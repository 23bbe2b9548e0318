//! Decoded video frames and conversion to the RGBA layout textures expect.

use anyhow::{anyhow, bail, Result};

/// Pixel layouts a frame source may hand over.
#[derive(Debug, Clone, Copy, PartialEq, Eq)]
pub enum PixelFormat {
    /// Packed 8-bit RGB.
    Rgb,
    /// Packed 8-bit RGBA, the upload format.
    Rgba,
    /// Packed 4:2:2, byte order Y0 U Y1 V.
    Yuyv,
    /// Packed 4:2:2, byte order U Y0 V Y1.
    Uyvy,
    /// Full-resolution Y plane followed by an interleaved half-resolution UV plane.
    Nv12,
}

impl PixelFormat {
    /// Bytes a tightly packed `width` x `height` frame occupies.
    pub fn frame_len(self, width: u32, height: u32) -> usize {
        let pixels = width as usize * height as usize;
        match self {
            PixelFormat::Rgb => pixels * 3,
            PixelFormat::Rgba => pixels * 4,
            PixelFormat::Yuyv | PixelFormat::Uyvy => pixels * 2,
            PixelFormat::Nv12 => pixels + 2 * (width as usize).div_ceil(2) * (height as usize).div_ceil(2),
        }
    }

    /// Row stride of packed formats; `None` for planar ones.
    fn packed_stride(self, width: u32) -> Option<usize> {
        let bytes = match self {
            PixelFormat::Rgb => 3,
            PixelFormat::Rgba => 4,
            PixelFormat::Yuyv | PixelFormat::Uyvy => 2,
            PixelFormat::Nv12 => return None,
        };
        Some(width as usize * bytes)
    }
}

#[derive(Debug, Clone)]
pub struct VideoFrame {
    pub width: u32,
    pub height: u32,
    pub format: PixelFormat,
    /// Presentation time, when the producer knows it.
    pub timestamp_us: Option<u64>,
    pub data: Vec<u8>,
}

impl VideoFrame {
    /// A zero-filled frame.
    pub fn new(width: u32, height: u32, format: PixelFormat) -> Self {
        Self::from_data(width, height, format, vec![0; format.frame_len(width, height)])
    }

    pub fn from_data(width: u32, height: u32, format: PixelFormat, data: Vec<u8>) -> Self {
        Self {
            width,
            height,
            format,
            timestamp_us: None,
            data,
        }
    }

    fn with_data(&self, format: PixelFormat, data: Vec<u8>) -> Self {
        Self {
            width: self.width,
            height: self.height,
            format,
            timestamp_us: self.timestamp_us,
            data,
        }
    }

    /// Converts to packed RGBA with opaque alpha. Fails when the buffer is
    /// shorter than the format requires.
    pub fn to_rgba(&self) -> Result<VideoFrame> {
        let expected = self.format.frame_len(self.width, self.height);
        if self.data.len() < expected {
            bail!(
                "{:?} frame of {}x{} holds {} bytes, needs {}",
                self.format,
                self.width,
                self.height,
                self.data.len(),
                expected
            );
        }

        let rgba = match self.format {
            PixelFormat::Rgba => return Ok(self.clone()),
            PixelFormat::Rgb => self.data[..expected]
                .chunks_exact(3)
                .flat_map(|px| [px[0], px[1], px[2], 255])
                .collect(),
            PixelFormat::Yuyv => self.convert_yuv(ezk_image::PixelFormat::YUYV, &self.data[..expected])?,
            PixelFormat::Nv12 => self.convert_yuv(ezk_image::PixelFormat::NV12, &self.data[..expected])?,
            PixelFormat::Uyvy => {
                // swap each byte pair into YUYV order
                let yuyv: Vec<u8> = self.data[..expected]
                    .chunks_exact(2)
                    .flat_map(|pair| [pair[1], pair[0]])
                    .collect();
                self.convert_yuv(ezk_image::PixelFormat::YUYV, &yuyv)?
            }
        };
        Ok(self.with_data(PixelFormat::Rgba, rgba))
    }

    fn convert_yuv(&self, layout: ezk_image::PixelFormat, data: &[u8]) -> Result<Vec<u8>> {
        yuv_to_rgba(layout, data, self.width, self.height)
            .map_err(|e| anyhow!("{:?} to RGBA conversion failed: {}", self.format, e))
    }

    /// Copy with the row order reversed, for backends whose textures start
    /// at the bottom-left. Planar frames are converted to RGBA first.
    pub fn flipped_vertically(&self) -> Result<VideoFrame> {
        let Some(stride) = self.format.packed_stride(self.width) else {
            return self.to_rgba()?.flipped_vertically();
        };
        if stride == 0 {
            return Ok(self.clone());
        }
        let rows = self.height as usize;
        let data = self.data[..(stride * rows).min(self.data.len())]
            .chunks_exact(stride)
            .rev()
            .flatten()
            .copied()
            .collect();
        Ok(self.with_data(self.format, data))
    }
}

/// Limited-range BT.709, which is what webcams deliver in practice.
fn yuv_to_rgba(layout: ezk_image::PixelFormat, data: &[u8], width: u32, height: u32) -> Result<Vec<u8>> {
    let (width, height) = (width as usize, height as usize);
    let mut rgba = vec![0u8; width * height * 4];

    let source_color = ezk_image::ColorInfo::YUV(ezk_image::YuvColorInfo {
        transfer: ezk_image::ColorTransfer::Linear,
        primaries: ezk_image::ColorPrimaries::BT709,
        space: ezk_image::ColorSpace::BT709,
        full_range: false,
    });
    let target_color = ezk_image::ColorInfo::RGB(ezk_image::RgbColorInfo {
        transfer: ezk_image::ColorTransfer::Linear,
        primaries: ezk_image::ColorPrimaries::BT709,
    });

    let source = ezk_image::Image::from_buffer(layout, data, None, width, height, source_color)
        .map_err(|e| anyhow!("cannot read source buffer: {:?}", e))?;
    let mut target =
        ezk_image::Image::from_buffer(ezk_image::PixelFormat::RGBA, &mut rgba[..], None, width, height, target_color)
            .map_err(|e| anyhow!("cannot wrap RGBA buffer: {:?}", e))?;
    ezk_image::convert(&source, &mut target).map_err(|e| anyhow!("{:?}", e))?;
    drop(target);
    Ok(rgba)
}

#[cfg(test)]
mod tests {
    use super::*;

    #[test]
    fn test_rgb_gains_opaque_alpha() {
        let frame = VideoFrame::from_data(2, 1, PixelFormat::Rgb, vec![255, 0, 0, 0, 0, 255]);
        let rgba = frame.to_rgba().unwrap();

        assert_eq!(rgba.format, PixelFormat::Rgba);
        assert_eq!(rgba.data, vec![255, 0, 0, 255, 0, 0, 255, 255]);
    }

    #[test]
    fn test_short_buffer_is_rejected() {
        assert!(VideoFrame::from_data(2, 2, PixelFormat::Rgb, vec![0; 5]).to_rgba().is_err());
        assert!(VideoFrame::from_data(2, 2, PixelFormat::Nv12, vec![0; 5]).to_rgba().is_err());
    }

    #[test]
    fn test_nv12_length_covers_chroma_plane() {
        assert_eq!(PixelFormat::Nv12.frame_len(4, 2), 12);
        assert_eq!(PixelFormat::Nv12.frame_len(3, 3), 9 + 8);
        assert_eq!(VideoFrame::new(4, 2, PixelFormat::Yuyv).data.len(), 16);
    }

    #[test]
    fn test_flip_reverses_rows() {
        let frame = VideoFrame::from_data(1, 3, PixelFormat::Rgba, vec![1, 1, 1, 1, 2, 2, 2, 2, 3, 3, 3, 3]);
        let flipped = frame.flipped_vertically().unwrap();

        assert_eq!(flipped.data, vec![3, 3, 3, 3, 2, 2, 2, 2, 1, 1, 1, 1]);
        assert_eq!(flipped.flipped_vertically().unwrap().data, frame.data);
    }
}
#[cfg(test)]
mod tests {
    use super::*;
    use crate::animation::FrameQueue;
    use crate::effects;
    use crate::frame::{PixelFormat, VideoFrame};
    use crate::gpu::RecordingSurface;
    use crate::media::StillImage;
    use crate::pipeline::Target;

    fn still() -> MediaSource {
        MediaSource::new(StillImage::from_frame(VideoFrame::new(8, 4, PixelFormat::Rgba)))
    }

    fn chain() -> Vec<EffectDescriptor> {
        vec![effects::brightness_contrast(), effects::duotone(), effects::passthrough()]
    }

    fn instance(surface: &RecordingSurface, queue: &Rc<RefCell<FrameQueue>>) -> PipelineInstance<RecordingSurface> {
        PipelineInstance::new(surface.clone(), chain(), None, Animation::Independent(queue.clone())).unwrap()
    }

    fn wiring(scene: &Scene) -> Vec<(bool, bool)> {
        scene
            .layers()
            .iter()
            .map(|layer| {
                (
                    scene.binding(layer.source).framebuffer.is_some(),
                    layer.target == Target::Screen,
                )
            })
            .collect()
    }

    #[test]
    fn test_play_twice_schedules_once() {
        let surface = RecordingSurface::new(640, 480);
        let queue = FrameQueue::shared();
        let mut vgl = instance(&surface, &queue);

        vgl.play();
        vgl.play();
        assert_eq!(queue.borrow().len(), 1);
        assert!(vgl.is_animating());
    }

    #[test]
    fn test_set_source_applies_dimensions_and_plays() {
        let surface = RecordingSurface::new(1280, 720);
        let queue = FrameQueue::shared();
        let mut vgl = instance(&surface, &queue);

        vgl.set_source(Some(still().with_size(850, 480).with_kind("image")));
        assert_eq!(surface.backing_size(), (850, 480));
        assert_eq!(vgl.dimensions(), Some(Dimensions { width: 850, height: 480 }));
        assert_eq!(vgl.media_kind(), Some("image"));
        assert!(vgl.is_animating());

        vgl.set_source(Some(still()));
        assert_eq!(vgl.media_kind(), Some("image"));
        assert_eq!(surface.backing_size(), (850, 480));
    }

    #[test]
    fn test_constructor_dimensions_size_targets() {
        let surface = RecordingSurface::new(1280, 720);
        let queue = FrameQueue::shared();
        let dimensions = Dimensions { width: 850, height: 480 };
        let mut vgl =
            PipelineInstance::new(surface.clone(), chain(), Some(dimensions), Animation::Independent(queue.clone()))
                .unwrap();

        let scene = vgl.scene().unwrap();
        let target = scene.binding(scene.layers()[1].source);
        assert_eq!(surface.texture_size(target.texture), Some((850, 480)));

        assert!(vgl.resize());
        assert_eq!(surface.backing_size(), (850, 480));
    }

    #[test]
    fn test_refresh_draws_and_reschedules() {
        let surface = RecordingSurface::new(640, 480);
        let queue = FrameQueue::shared();
        let mut vgl = instance(&surface, &queue);
        vgl.set_source(Some(still()));

        let handle = queue.borrow_mut().drain()[0];
        assert_eq!(vgl.on_refresh(handle), Some(DrawOutcome::Drawn { layers: 3 }));
        assert_eq!(queue.borrow().len(), 1);
        assert_eq!(vgl.on_refresh(handle), None);
    }

    #[test]
    fn test_stop_cancels_pending_refresh() {
        let surface = RecordingSurface::new(640, 480);
        let queue = FrameQueue::shared();
        let mut vgl = instance(&surface, &queue);
        vgl.play();
        vgl.stop();

        assert!(queue.borrow().is_empty());
        assert!(!vgl.is_animating());
    }

    #[test]
    fn test_draw_without_media_is_skipped() {
        let surface = RecordingSurface::new(640, 480);
        let queue = FrameQueue::shared();
        let mut vgl = instance(&surface, &queue);

        assert_eq!(vgl.draw(), DrawOutcome::SourceNotReady);
    }

    #[test]
    fn test_intermediate_targets_follow_display() {
        let surface = RecordingSurface::new(640, 480);
        let queue = FrameQueue::shared();
        let mut vgl = instance(&surface, &queue);
        vgl.set_source(Some(still()));

        let scene = vgl.scene().unwrap();
        let target = scene.binding(scene.layers()[1].source);
        assert_eq!(surface.texture_size(target.texture), Some((640, 480)));
    }

    #[test]
    fn test_resize_each_frame_tracks_display() {
        let surface = RecordingSurface::new(640, 480);
        let queue = FrameQueue::shared();
        let mut vgl = instance(&surface, &queue);
        vgl.set_source(Some(still()));

        surface.set_display_size(320, 240);
        vgl.draw();
        assert_eq!(surface.backing_size(), (640, 480));

        vgl.set_resize_each_frame(true);
        vgl.draw();
        assert_eq!(surface.backing_size(), (320, 240));
    }

    #[test]
    fn test_loss_and_restore_while_animating() {
        let surface = RecordingSurface::new(640, 480);
        let queue = FrameQueue::shared();
        let mut vgl = instance(&surface, &queue);
        vgl.set_source(Some(still().with_kind("video")));
        let before = wiring(vgl.scene().unwrap());

        surface.lose_context();
        vgl.process_signals();
        assert_eq!(vgl.state(), RecoveryState::Lost);
        assert!(vgl.scene().is_none());
        assert!(!vgl.is_animating());
        assert!(queue.borrow().is_empty());
        assert!(surface.is_subscribed(SignalKind::ContextRestored));
        assert_eq!(vgl.draw(), DrawOutcome::ContextLost);

        surface.restore_context();
        vgl.process_signals();
        assert_eq!(vgl.state(), RecoveryState::Active);
        assert!(!surface.is_subscribed(SignalKind::ContextRestored));
        assert_eq!(surface.state().contexts_created, 2);
        assert_eq!(wiring(vgl.scene().unwrap()), before);
        assert!(vgl.is_animating());
        assert_eq!(queue.borrow().len(), 1);
        assert_eq!(vgl.media_kind(), Some("video"));
        assert_eq!(vgl.draw(), DrawOutcome::Drawn { layers: 3 });
    }

    #[test]
    fn test_restore_from_within_claim_recovers() {
        let surface = RecordingSurface::new(640, 480);
        surface.set_restore_on_claim(true);
        let queue = FrameQueue::shared();
        let mut vgl = instance(&surface, &queue);
        vgl.set_source(Some(still()));
        let before = wiring(vgl.scene().unwrap());

        surface.lose_context();
        vgl.process_signals();

        assert_eq!(vgl.state(), RecoveryState::Active);
        assert_eq!(surface.state().contexts_created, 2);
        assert!(!surface.is_subscribed(SignalKind::ContextRestored));
        assert_eq!(wiring(vgl.scene().unwrap()), before);
        assert!(vgl.is_animating());
        assert_eq!(vgl.draw(), DrawOutcome::Drawn { layers: 3 });
    }

    #[test]
    fn test_loss_and_restore_in_shared_ticker() {
        let surface = RecordingSurface::new(640, 480);
        let queue = FrameQueue::shared();
        let ticker = Rc::new(RefCell::new(Ticker::new(queue.clone())));
        let mut vgl =
            PipelineInstance::new(surface.clone(), chain(), None, Animation::Shared(Rc::clone(&ticker))).unwrap();
        vgl.set_source(Some(still()));
        assert_eq!(ticker.borrow().instances(), &[vgl.id()]);

        surface.lose_context();
        vgl.process_signals();
        assert_eq!(vgl.state(), RecoveryState::Lost);
        assert!(ticker.borrow().instances().is_empty());
        assert!(!ticker.borrow().is_running());
        assert!(queue.borrow().is_empty());

        surface.restore_context();
        vgl.process_signals();
        assert_eq!(vgl.state(), RecoveryState::Active);
        assert_eq!(ticker.borrow().instances(), &[vgl.id()]);
        assert!(vgl.is_animating());
        assert_eq!(queue.borrow().len(), 1);

        let handle = queue.borrow_mut().drain()[0];
        assert_eq!(ticker.borrow_mut().fire(handle), Some(vec![vgl.id()]));
        assert_eq!(vgl.draw(), DrawOutcome::Drawn { layers: 3 });
    }

    #[test]
    fn test_not_ready_draw_leaves_gpu_state_alone() {
        let surface = RecordingSurface::new(640, 480);
        let queue = FrameQueue::shared();
        let mut vgl = instance(&surface, &queue);
        vgl.set_resize_each_frame(true);
        vgl.set_source(Some(MediaSource::new(None::<VideoFrame>)));

        surface.set_display_size(320, 240);
        surface.clear_calls();
        assert_eq!(vgl.draw(), DrawOutcome::SourceNotReady);
        assert!(surface.calls().is_empty());
        assert_eq!(surface.backing_size(), (640, 480));
    }

    #[test]
    fn test_restore_keeps_idle_instance_idle() {
        let surface = RecordingSurface::new(640, 480);
        let queue = FrameQueue::shared();
        let mut vgl = instance(&surface, &queue);

        surface.lose_context();
        vgl.process_signals();
        surface.restore_context();
        vgl.process_signals();

        assert_eq!(vgl.state(), RecoveryState::Active);
        assert!(!vgl.is_animating());
        assert!(queue.borrow().is_empty());
    }

    #[test]
    fn test_failed_rebuild_stays_lost() {
        let surface = RecordingSurface::new(640, 480);
        let queue = FrameQueue::shared();
        let mut vgl = instance(&surface, &queue);
        vgl.play();

        surface.lose_context();
        vgl.process_signals();
        surface.set_context_available(false);
        surface.restore_context();
        vgl.process_signals();

        assert_eq!(vgl.state(), RecoveryState::Lost);
        assert!(vgl.scene().is_none());
        assert!(surface.is_subscribed(SignalKind::ContextRestored));
        assert_eq!(vgl.draw(), DrawOutcome::ContextLost);
    }

    #[test]
    fn test_destroy_frees_everything() {
        let surface = RecordingSurface::new(640, 480);
        let queue = FrameQueue::shared();
        let mut vgl = instance(&surface, &queue);
        vgl.set_source(Some(still()));
        vgl.draw();

        vgl.destroy();
        assert_eq!(surface.live_objects(), 0);
        assert!(queue.borrow().is_empty());
        assert!(!surface.is_subscribed(SignalKind::ContextLost));

        vgl.destroy();
        drop(vgl);
        assert_eq!(surface.state().invalid_deletes, 0);
    }

    #[test]
    fn test_drop_releases_scene() {
        let surface = RecordingSurface::new(640, 480);
        let queue = FrameQueue::shared();
        drop(instance(&surface, &queue));
        assert_eq!(surface.live_objects(), 0);
    }

    #[test]
    fn test_set_effects_swaps_scene_without_leaks() {
        let surface = RecordingSurface::new(640, 480);
        let queue = FrameQueue::shared();
        let mut vgl = instance(&surface, &queue);

        vgl.set_effects(vec![effects::passthrough()]).unwrap();
        assert_eq!(vgl.scene().unwrap().layers().len(), 1);
        assert_eq!(surface.state().contexts_created, 1);

        vgl.destroy();
        assert_eq!(surface.live_objects(), 0);
        assert_eq!(surface.state().invalid_deletes, 0);
    }

    #[test]
    fn test_uniform_handle_is_live() {
        let surface = RecordingSurface::new(640, 480);
        let queue = FrameQueue::shared();
        let mut vgl = instance(&surface, &queue);
        vgl.set_source(Some(still()));

        vgl.uniform(0, "u_contrast").unwrap().set(vec![3.0]);
        surface.clear_calls();
        vgl.draw();
        assert!(surface.uniform_uploads().iter().any(|(_, values)| *values == vec![3.0]));
    }
}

> Work instruction
Your answer should be each line of the data that contains the word "Uyvy", copied as it stands.

> The completed task
    Uyvy,
            PixelFormat::Yuyv | PixelFormat::Uyvy => pixels * 2,
            PixelFormat::Yuyv | PixelFormat::Uyvy => 2,
            PixelFormat::Uyvy => {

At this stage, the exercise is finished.